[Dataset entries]
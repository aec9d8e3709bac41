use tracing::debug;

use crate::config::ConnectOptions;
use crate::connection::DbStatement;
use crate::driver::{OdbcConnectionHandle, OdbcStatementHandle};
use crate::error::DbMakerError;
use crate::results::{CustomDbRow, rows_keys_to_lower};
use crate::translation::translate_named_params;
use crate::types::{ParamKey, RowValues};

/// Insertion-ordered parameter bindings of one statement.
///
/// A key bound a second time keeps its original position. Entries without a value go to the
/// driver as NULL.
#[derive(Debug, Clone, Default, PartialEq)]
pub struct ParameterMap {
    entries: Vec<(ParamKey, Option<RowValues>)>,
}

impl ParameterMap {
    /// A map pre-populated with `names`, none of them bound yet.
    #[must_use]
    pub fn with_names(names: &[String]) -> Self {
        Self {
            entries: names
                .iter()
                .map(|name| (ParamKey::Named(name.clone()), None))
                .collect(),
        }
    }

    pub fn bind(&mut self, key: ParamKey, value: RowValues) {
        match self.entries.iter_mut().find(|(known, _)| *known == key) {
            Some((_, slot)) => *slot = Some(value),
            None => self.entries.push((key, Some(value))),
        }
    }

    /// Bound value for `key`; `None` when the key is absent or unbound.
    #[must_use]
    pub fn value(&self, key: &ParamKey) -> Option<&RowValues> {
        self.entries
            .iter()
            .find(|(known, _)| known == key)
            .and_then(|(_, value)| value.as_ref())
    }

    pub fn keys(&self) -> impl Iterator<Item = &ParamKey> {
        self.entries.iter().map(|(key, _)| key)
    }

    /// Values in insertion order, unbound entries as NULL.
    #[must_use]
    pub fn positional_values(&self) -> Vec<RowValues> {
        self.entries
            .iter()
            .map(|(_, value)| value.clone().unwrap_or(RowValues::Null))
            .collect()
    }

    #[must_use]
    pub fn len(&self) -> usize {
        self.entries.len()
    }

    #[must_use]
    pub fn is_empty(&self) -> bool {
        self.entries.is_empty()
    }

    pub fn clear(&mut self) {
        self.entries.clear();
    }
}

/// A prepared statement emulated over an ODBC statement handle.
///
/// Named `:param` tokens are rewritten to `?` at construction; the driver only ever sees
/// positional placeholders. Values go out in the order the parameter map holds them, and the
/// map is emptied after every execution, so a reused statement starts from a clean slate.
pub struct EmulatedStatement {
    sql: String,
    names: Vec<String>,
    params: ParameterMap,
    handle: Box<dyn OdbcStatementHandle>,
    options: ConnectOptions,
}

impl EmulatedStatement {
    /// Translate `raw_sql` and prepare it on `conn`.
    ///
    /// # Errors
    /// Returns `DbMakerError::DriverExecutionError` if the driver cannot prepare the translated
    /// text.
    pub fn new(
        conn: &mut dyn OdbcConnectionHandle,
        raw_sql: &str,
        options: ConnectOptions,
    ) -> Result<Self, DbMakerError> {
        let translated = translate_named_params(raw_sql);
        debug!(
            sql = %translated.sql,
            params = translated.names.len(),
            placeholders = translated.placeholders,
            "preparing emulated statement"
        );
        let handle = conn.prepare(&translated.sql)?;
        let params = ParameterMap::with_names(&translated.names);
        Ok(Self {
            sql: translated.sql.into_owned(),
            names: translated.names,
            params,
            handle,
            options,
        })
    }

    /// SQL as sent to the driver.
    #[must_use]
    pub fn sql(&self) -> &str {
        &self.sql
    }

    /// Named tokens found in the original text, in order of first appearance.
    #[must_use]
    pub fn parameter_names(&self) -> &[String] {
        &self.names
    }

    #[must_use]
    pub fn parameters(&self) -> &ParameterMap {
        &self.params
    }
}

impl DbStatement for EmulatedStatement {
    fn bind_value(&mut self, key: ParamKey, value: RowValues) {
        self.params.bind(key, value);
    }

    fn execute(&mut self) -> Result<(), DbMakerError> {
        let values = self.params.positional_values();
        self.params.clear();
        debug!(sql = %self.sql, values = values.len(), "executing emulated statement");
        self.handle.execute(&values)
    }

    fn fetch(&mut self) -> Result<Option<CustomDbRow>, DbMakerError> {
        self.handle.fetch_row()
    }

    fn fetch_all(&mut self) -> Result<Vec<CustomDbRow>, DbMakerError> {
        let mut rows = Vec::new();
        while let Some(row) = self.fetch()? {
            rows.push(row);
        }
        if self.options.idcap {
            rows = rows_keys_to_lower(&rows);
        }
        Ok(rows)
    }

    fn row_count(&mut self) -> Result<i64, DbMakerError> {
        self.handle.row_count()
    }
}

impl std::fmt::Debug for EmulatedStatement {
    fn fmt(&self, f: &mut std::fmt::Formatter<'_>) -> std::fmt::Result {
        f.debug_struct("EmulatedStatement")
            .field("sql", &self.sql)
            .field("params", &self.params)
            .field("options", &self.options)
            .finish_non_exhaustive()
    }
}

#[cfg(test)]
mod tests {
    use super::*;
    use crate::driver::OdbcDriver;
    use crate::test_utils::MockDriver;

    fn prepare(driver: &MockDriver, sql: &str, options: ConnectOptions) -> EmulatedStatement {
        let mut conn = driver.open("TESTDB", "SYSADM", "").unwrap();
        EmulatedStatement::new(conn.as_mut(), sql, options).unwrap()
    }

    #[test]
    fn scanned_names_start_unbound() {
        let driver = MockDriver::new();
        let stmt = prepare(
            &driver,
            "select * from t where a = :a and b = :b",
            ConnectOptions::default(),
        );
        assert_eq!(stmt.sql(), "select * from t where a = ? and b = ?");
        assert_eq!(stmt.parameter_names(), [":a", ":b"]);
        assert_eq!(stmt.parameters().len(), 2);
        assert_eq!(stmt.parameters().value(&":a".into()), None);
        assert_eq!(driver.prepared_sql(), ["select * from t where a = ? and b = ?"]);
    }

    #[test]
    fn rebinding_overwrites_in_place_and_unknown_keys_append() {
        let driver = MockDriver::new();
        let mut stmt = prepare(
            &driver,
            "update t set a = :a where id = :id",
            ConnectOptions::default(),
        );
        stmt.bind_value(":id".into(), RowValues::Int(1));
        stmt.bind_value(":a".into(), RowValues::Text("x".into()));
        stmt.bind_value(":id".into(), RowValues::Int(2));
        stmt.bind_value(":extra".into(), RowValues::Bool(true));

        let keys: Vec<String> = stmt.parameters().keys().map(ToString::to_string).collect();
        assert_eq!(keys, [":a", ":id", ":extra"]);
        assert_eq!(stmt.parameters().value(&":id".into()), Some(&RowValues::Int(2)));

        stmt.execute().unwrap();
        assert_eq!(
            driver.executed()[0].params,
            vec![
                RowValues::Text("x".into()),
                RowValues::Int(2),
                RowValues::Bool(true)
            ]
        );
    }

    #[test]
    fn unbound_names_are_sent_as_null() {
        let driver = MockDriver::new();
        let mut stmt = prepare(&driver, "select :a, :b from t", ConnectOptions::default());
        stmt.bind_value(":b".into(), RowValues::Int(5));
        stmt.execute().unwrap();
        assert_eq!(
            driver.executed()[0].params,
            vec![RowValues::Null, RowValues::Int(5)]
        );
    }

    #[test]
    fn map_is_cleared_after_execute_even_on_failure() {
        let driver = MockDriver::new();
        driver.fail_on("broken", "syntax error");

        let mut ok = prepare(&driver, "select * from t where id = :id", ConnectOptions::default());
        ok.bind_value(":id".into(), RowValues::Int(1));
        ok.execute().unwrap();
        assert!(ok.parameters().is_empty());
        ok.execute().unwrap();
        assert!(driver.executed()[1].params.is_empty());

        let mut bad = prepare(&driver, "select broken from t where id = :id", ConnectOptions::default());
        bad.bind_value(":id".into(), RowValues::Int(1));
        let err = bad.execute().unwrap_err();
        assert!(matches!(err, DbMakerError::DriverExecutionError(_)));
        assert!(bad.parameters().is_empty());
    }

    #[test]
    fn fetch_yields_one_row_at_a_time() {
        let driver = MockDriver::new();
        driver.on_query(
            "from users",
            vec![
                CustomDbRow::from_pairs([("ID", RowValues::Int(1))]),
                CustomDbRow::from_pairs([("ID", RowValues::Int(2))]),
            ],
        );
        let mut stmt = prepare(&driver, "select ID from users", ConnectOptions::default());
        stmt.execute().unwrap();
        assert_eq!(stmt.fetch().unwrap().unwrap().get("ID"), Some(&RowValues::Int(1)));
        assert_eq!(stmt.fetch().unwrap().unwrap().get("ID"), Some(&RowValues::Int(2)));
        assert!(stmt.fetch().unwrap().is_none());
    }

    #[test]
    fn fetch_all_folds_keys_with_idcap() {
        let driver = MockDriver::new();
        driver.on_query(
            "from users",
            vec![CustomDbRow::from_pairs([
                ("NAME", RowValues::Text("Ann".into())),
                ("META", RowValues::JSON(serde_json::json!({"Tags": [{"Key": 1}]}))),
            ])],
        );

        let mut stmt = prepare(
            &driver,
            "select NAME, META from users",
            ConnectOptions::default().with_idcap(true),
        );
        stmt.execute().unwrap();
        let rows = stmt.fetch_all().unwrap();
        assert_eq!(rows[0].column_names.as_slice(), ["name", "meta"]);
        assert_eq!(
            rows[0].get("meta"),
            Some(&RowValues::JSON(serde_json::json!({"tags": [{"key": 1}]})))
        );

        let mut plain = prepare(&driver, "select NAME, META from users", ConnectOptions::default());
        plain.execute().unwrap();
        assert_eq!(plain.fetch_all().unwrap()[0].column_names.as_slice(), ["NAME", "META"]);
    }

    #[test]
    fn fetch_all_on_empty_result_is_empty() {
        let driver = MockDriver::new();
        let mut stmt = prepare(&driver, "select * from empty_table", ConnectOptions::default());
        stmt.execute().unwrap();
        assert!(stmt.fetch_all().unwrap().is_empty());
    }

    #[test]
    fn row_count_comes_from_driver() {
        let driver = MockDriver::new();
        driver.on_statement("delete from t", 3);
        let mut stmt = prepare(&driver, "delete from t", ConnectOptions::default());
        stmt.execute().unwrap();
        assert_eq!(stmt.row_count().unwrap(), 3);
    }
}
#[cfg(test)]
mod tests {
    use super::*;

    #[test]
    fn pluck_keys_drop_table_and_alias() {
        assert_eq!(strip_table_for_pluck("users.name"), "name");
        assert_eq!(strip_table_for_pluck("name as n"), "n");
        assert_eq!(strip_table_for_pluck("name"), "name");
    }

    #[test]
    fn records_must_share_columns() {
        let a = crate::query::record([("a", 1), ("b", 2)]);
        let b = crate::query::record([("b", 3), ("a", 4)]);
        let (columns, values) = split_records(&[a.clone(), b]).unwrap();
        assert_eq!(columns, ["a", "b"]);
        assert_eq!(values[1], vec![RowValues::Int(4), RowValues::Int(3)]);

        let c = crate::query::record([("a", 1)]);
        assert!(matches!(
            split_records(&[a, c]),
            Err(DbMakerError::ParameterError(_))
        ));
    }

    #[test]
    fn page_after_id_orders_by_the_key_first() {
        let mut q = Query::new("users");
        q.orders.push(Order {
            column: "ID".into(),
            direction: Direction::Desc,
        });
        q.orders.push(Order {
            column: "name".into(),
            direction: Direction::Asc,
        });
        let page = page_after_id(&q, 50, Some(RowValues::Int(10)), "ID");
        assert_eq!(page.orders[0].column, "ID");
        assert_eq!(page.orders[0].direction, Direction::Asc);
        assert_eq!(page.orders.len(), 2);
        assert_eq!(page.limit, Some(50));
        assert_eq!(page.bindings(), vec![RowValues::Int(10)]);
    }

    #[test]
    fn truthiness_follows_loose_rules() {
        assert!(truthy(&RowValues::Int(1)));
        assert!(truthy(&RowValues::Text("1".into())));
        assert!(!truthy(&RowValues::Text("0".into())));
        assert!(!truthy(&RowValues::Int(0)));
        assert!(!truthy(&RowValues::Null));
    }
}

* **Work to complete**:
Please find the lines in the data that contain the word "original" and copy them.

* **Reply**:
/// A key bound a second time keeps its original position. Entries without a value go to the
    /// Named tokens found in the original text, in order of first appearance.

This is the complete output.